Australian health authorities are right to be concerned about the uptake of vaping by teens. There is a small risk that some will become dependent on nicotine and a very small number will go on to smoking. However, the potentially harmful effects of vaping and the uncertain long-term risks must be balanced against the known and substantial harms caused by smoking.

The research indicates that fears about youth vaping are exaggerated. Most vaping by young people is short-lived and experimental. Less than two per cent of 14-17-year old Australians vaped once or more in 2019, and more than 90% had never tried vaping. Of Australian teens who try vaping, one in three do it only once or twice.

Importantly, most teens who try vaping are already smokers and frequent use is confined almost exclusively to smokers and ex-smokers. For many of these young people, vaping may be beneficial.

Finding a sensible balance between protecting young people and allowing access for adult smokers to these safer products is not difficult.
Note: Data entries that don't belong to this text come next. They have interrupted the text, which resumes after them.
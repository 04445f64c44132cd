//! lantern - DHCP packet decoder
//!
//! Reads captured DHCP payloads from files and prints their decoded form.

use std::path::{Path, PathBuf};
use std::process::ExitCode;

use anyhow::Context;
use clap::{Parser, Subcommand};
use lantern::{
    input, Config, ConsoleReporter, DhcpParser, Error, InputFormat, MessageReporter,
};
use tracing_subscriber::EnvFilter;

#[derive(Parser)]
#[command(name = "lantern")]
#[command(version, about = "Decode raw DHCP packets")]
struct Cli {
    /// Dump raw header fields and enable debug logging
    #[arg(short, long, global = true)]
    verbose: bool,

    /// How input files are encoded
    #[arg(short, long, global = true, value_enum)]
    format: Option<InputFormat>,

    /// Config file to read instead of LANTERN_CONFIG or /etc/lantern.conf
    #[arg(short, long, global = true, value_name = "PATH")]
    config: Option<PathBuf>,

    #[command(subcommand)]
    command: Commands,
}

#[derive(Subcommand)]
enum Commands {
    /// Decode full DHCP packets (header, magic cookie and options)
    Decode {
        /// Packet files, raw binary or hex text
        #[arg(required = true)]
        files: Vec<PathBuf>,

        /// Also read options overloaded into the sname/file fields
        #[arg(long)]
        overload: bool,
    },
    /// Decode a bare options block (the bytes after the magic cookie)
    Options {
        /// Options file, raw binary or hex text
        file: PathBuf,
    },
}

fn main() -> ExitCode {
    let cli = Cli::parse();

    let config = match load_config(&cli) {
        Ok(config) => config,
        Err(e) => {
            eprintln!("error: {:#}", e);
            return ExitCode::FAILURE;
        }
    };

    init_tracing(&config);
    tracing::debug!(?config, "configuration loaded");

    let reporter = ConsoleReporter::new().with_verbose(config.verbose);
    let parser = DhcpParser::new().with_option_overload(config.option_overload);

    let all_ok = match &cli.command {
        Commands::Decode { files, .. } => {
            let mut all_ok = true;
            for path in files {
                let source = path.display().to_string();
                match decode_packet(&parser, path, config.input_format) {
                    Ok(message) => reporter.report_message(&source, &message),
                    Err(e) => {
                        reporter.report_error(&source, &e);
                        all_ok = false;
                    }
                }
            }
            all_ok
        }
        Commands::Options { file } => {
            let source = file.display().to_string();
            let result = input::read_packet(file, config.input_format)
                .and_then(|bytes| parser.parse_options(&bytes).map_err(Error::from));
            match result {
                Ok(options) => {
                    reporter.report_options(&source, &options);
                    true
                }
                Err(e) => {
                    reporter.report_error(&source, &e);
                    false
                }
            }
        }
    };

    if all_ok {
        ExitCode::SUCCESS
    } else {
        ExitCode::FAILURE
    }
}

/// Config file and environment first, then command line flags on top.
fn load_config(cli: &Cli) -> anyhow::Result<Config> {
    let mut config = match &cli.config {
        Some(path) => Config::load_from(path)
            .with_context(|| format!("failed to load {}", path.display()))?,
        None => Config::load()
            .with_context(|| format!("failed to load {}", Config::config_path().display()))?,
    };

    if cli.verbose {
        config.verbose = true;
    }
    if let Some(format) = cli.format {
        config.input_format = format;
    }
    if let Commands::Decode { overload: true, .. } = cli.command {
        config.option_overload = true;
    }

    Ok(config)
}

fn init_tracing(config: &Config) {
    let filter = EnvFilter::try_from_default_env()
        .unwrap_or_else(|_| EnvFilter::new(config.tracing_filter()));

    tracing_subscriber::fmt()
        .with_env_filter(filter)
        .with_target(false)
        .with_writer(std::io::stderr)
        .init();
}

fn decode_packet(
    parser: &DhcpParser,
    path: &Path,
    format: InputFormat,
) -> lantern::Result<lantern::DhcpMessage> {
    let bytes = input::read_packet(path, format)?;
    Ok(parser.parse(&bytes)?)
}
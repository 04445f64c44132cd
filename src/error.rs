use std::fmt;

use thiserror::Error;

/// Broad classification of a failure.
#[derive(Debug, Clone, Copy, PartialEq, Eq)]
pub enum ErrorKind {
    /// The bytes do not follow the DHCP wire format.
    Malformed,
    /// Reading the packet from its source failed.
    Io,
    /// The packet source could not be turned into bytes (bad hex text).
    Input,
    /// Invalid configuration value.
    Config,
}

impl fmt::Display for ErrorKind {
    fn fmt(&self, f: &mut fmt::Formatter<'_>) -> fmt::Result {
        match self {
            Self::Malformed => write!(f, "malformed"),
            Self::Io => write!(f, "io"),
            Self::Input => write!(f, "input"),
            Self::Config => write!(f, "config"),
        }
    }
}

/// Structural violations found while decoding a DHCP packet.
///
/// Offsets are absolute positions in the buffer handed to the parser.
#[derive(Error, Debug, Clone, PartialEq, Eq)]
pub enum ParseError {
    #[error("buffer too short for fixed header: need {expected} bytes, got {actual}")]
    HeaderTooShort { expected: usize, actual: usize },

    #[error("magic cookie not found: expected 63 82 53 63, found {found:02x?}")]
    BadMagicCookie { found: [u8; 4] },

    #[error("option {tag} at offset {offset} has no length byte")]
    OptionLengthMissing { offset: usize, tag: u8 },

    #[error(
        "option payload exceeds buffer: option {tag} at offset {offset} declares {length} bytes, {available} available"
    )]
    OptionOverrun {
        offset: usize,
        tag: u8,
        length: usize,
        available: usize,
    },

    #[error("invalid option overload value {value:02x?}")]
    OverloadInvalid { value: Vec<u8> },
}

impl ParseError {
    pub fn kind(&self) -> ErrorKind {
        ErrorKind::Malformed
    }
}

/// Errors for callers that read packets from files or text before parsing.
#[derive(Error, Debug)]
pub enum Error {
    #[error("Malformed packet: {0}")]
    Malformed(#[from] ParseError),

    #[error("IO error: {0}")]
    Io(#[from] std::io::Error),

    #[error("Invalid hex input at position {position}: {message}")]
    InvalidHex { position: usize, message: String },

    #[error("Config error: {0}")]
    Config(String),
}

impl Error {
    pub fn kind(&self) -> ErrorKind {
        match self {
            Self::Malformed(e) => e.kind(),
            Self::Io(_) => ErrorKind::Io,
            Self::InvalidHex { .. } => ErrorKind::Input,
            Self::Config(_) => ErrorKind::Config,
        }
    }
}

pub type Result<T> = std::result::Result<T, Error>;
On 10 August 2021, the four major parties in the New Zealand Parliament passed legislation to legalise and regulate nicotine for vaping as a consumer product. Nicotine e-liquid is available for adults from vape shops and general retail stores and control over sale to youth is highly restricted. Australia should follow this model.

Similar regulations apply in Britain. Adult smoking rates in the UK have fallen three times faster than in Australia since vaping became widely available in 2013. During this time, some young people have experimented with vaping but regular use remains low.

We can have our cake and eat it too. Youth vaping can be restricted in the same way we manage other adult products, with strict age verification for retail and online sales, severe penalties for underage sales, licensing of vape shops and public messaging to frame vaping as a smoking cessation tool for adults.

When these new regulations fail, as they almost certainly will, nicotine liquids should be made consumer products as they are in all other western democracies. They will then be able to compete fairly with the other consumer product they are designed to replace, deadly tobacco cigarettes.

Dr Colin Mendelsohn is the Founding Chairman of the Australian Tobacco Harm Reduction Association. He stepped down from the Board in January 2021. He is a member of the expert advisory group that develops the RACGP national smoking cessation guidelines.

Author’s conflict of interest statement: I have never received any payments from tobacco or e-cigarette companies and have no commercial connections with either. ATHRA is funded by public donations and does not accept donations from tobacco companies or their subsidiaries. ATHRA accepted financial support from the small vape retail sector to establish the charity in 2017 but has not accepted industry funding since March 2019. ATHRA’s funding policy is outlined here.